Haven't read Kathyrn Davis, but your description of Hell - specifically, its disregard of narrative logic - reminds me of Tarkovsky's The Mirror. (Structurally.) Saw it again a few days ago.

To piggyback on your post (kinda): it's not that The Mirror lacks a narrative. It's that it lacks a linear narrative. Runs less down the traditional line than on looping track. Showing the cyclical pattern of life, the methodic churn, each generation repeating the last.

Suppose Andre Rubelev's similar.

Once you catch the pattern, I think the story opens itself in ways that aren't possible if it'd been built otherwise.

Because, in the same way that our great epic novels press the concept of individuality, the idea that everyone has freedom to choose their destiny, I think the cyclical narratives show that, while we may all be individual, our freedom (if we have freedom) is finite, constrained within the context of a limited existence - an existence that imposes upon us a number of inextricable imperatives. Fatherhood, motherhood, phases of life, the necessity of work, death, etc. Big stuff! Interesting stuff!

In short: focus is taken off individuals, put on roles, mechanics, in which individuals assume, participate.

In conclusion: it's a very slow day at work today.

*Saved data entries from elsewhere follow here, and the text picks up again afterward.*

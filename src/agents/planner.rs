//! P3: derive the ordered list of edit steps.

use tracing::info;

use super::PhaseContext;
use crate::blackboard::{Blackboard, require};
use crate::errors::PipelineError;
use crate::model::{Constraints, TaskList};
use crate::phase::PhaseId;
use crate::util::extract_bullets;

const PHASE: PhaseId = PhaseId::PlanTasks;

const SYSTEM: &str = "You are a senior software architect. \
Given a codebase tree and user constraints, list the minimal numbered steps needed \
to apply those changes without breaking existing architecture. Return ONLY the bullet list.";

fn build_prompt(constraints: &Constraints, tree: &str, snippets: Option<&[String]>) -> String {
    let mut lines = vec![
        "## Current directory tree".to_string(),
        tree.to_string(),
        "\n## Constraints JSON".to_string(),
        constraints.to_prompt_json(),
    ];
    if let Some(snippets) = snippets
        && !snippets.is_empty()
    {
        lines.push("\n## Relevant design notes".to_string());
        lines.extend(snippets.iter().map(|s| format!("- {}", s)));
    }
    lines.push(
        "\n---\nProduce an ordered bullet list (use '-' or '1.' prefixes) of the actions \
         a code-modifier agent should perform. Be concise; one sentence per bullet."
            .to_string(),
    );
    lines.join("\n")
}

pub async fn run(bb: &mut Blackboard, ctx: &PhaseContext) -> Result<(), PipelineError> {
    let constraints = require(&bb.constraints, PHASE, "constraints")?;
    let tree = require(&bb.tree, PHASE, "tree")?;
    let prompt = build_prompt(constraints, tree, bb.architecture_snippets.as_deref());

    let reply = ctx
        .ask(PHASE, SYSTEM, prompt, &ctx.creative_options())
        .await?;
    let tasks = TaskList::new(extract_bullets(&reply), ctx.settings.pipeline.max_tasks)
        .map_err(|e| e.in_phase(PHASE))?;

    info!(phase = %PHASE, tasks = tasks.len(), "tasks planned");
    bb.tasks = Some(tasks);
    Ok(())
}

Anyway, I really love story cycles. Very passionate about them. If anyone has any recommendations, please pass them along!

amy said...

Ooh! Okay clearly I'm late to the party on this one, but what a great post. I read Labrador a while ago and was obsessed with it, Girl Who Trod on a Loaf recently and again, the obsession. The other one of hers I have is Hell, which yes, I've been warned against. I read the first page recently and had that strange reaction-- am I the only one this happens to? -- of being so excited and thrilled that I could barely breathe and had to put it down. I think I am saving it so I can parcel out my Davis readings, because her books seem to come into my life just when I need them most. And I don't want to run out! But oh my god, I love her every sentence, fiendishly.

Whew.

Anyway. So maybe I'll start Hell now anyway.